::: SUPPLIED DATA :::

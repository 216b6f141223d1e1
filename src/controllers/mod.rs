// src/controllers/mod.rs
//
// View controllers. Each owns its state in a `watch` channel: mutations are
// synchronous and never span an `.await`, and every mutation wakes the
// subscribed render layer. Fetches run in spawned tasks and carry a request
// token; only the most recently issued token may write its result back.

pub mod dashboard;
pub mod detail;
pub mod directory;
pub mod imports;

use crate::errors::AppError;

pub use dashboard::{DashboardOrchestrator, DashboardState, DashboardView, PeriodPanel};
pub use detail::{DetailLoader, DetailState};
pub use directory::{DirectoryController, DirectorySettings, DirectoryState};
pub use imports::{ImportsController, ImportsState, UploadState};

/// Identity of one issued request.
#[derive(Debug, Clone, Copy, PartialEq, Eq)]
pub struct RequestToken(u64);

/// Monotonic request counter for one independently triggered fetch.
#[derive(Debug, Clone, Default)]
pub(crate) struct RequestSeq {
    latest: u64,
}

impl RequestSeq {
    pub(crate) fn issue(&mut self) -> RequestToken {
        self.latest += 1;
        RequestToken(self.latest)
    }

    pub(crate) fn is_latest(&self, token: RequestToken) -> bool {
        token.0 == self.latest
    }

    /// Make every in-flight request stale.
    pub(crate) fn invalidate(&mut self) {
        self.latest += 1;
    }
}

/// Loading flag and error slot of one fetch phase.
#[derive(Debug, Clone, Default, PartialEq)]
pub struct PhaseStatus {
    pub loading: bool,
    pub error: Option<AppError>,
}

impl PhaseStatus {
    fn begin(&mut self) {
        self.loading = true;
    }

    fn finish(&mut self, error: Option<AppError>) {
        self.loading = false;
        self.error = error;
    }
}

:::

-- EXERCISE --
When you reach the line holding "pub(crate) fn issue(&mut" in the records above, begin reproducing exactly, stop after the line holding "#[derive(Debug, Clone, Default, PartialEq)]", and output nothing else.

-- WORKED SOLUTION --
    pub(crate) fn issue(&mut self) -> RequestToken {
        self.latest += 1;
        RequestToken(self.latest)
    }

    pub(crate) fn is_latest(&self, token: RequestToken) -> bool {
        token.0 == self.latest
    }

    /// Make every in-flight request stale.
    pub(crate) fn invalidate(&mut self) {
        self.latest += 1;
    }
}

/// Loading flag and error slot of one fetch phase.
#[derive(Debug, Clone, Default, PartialEq)]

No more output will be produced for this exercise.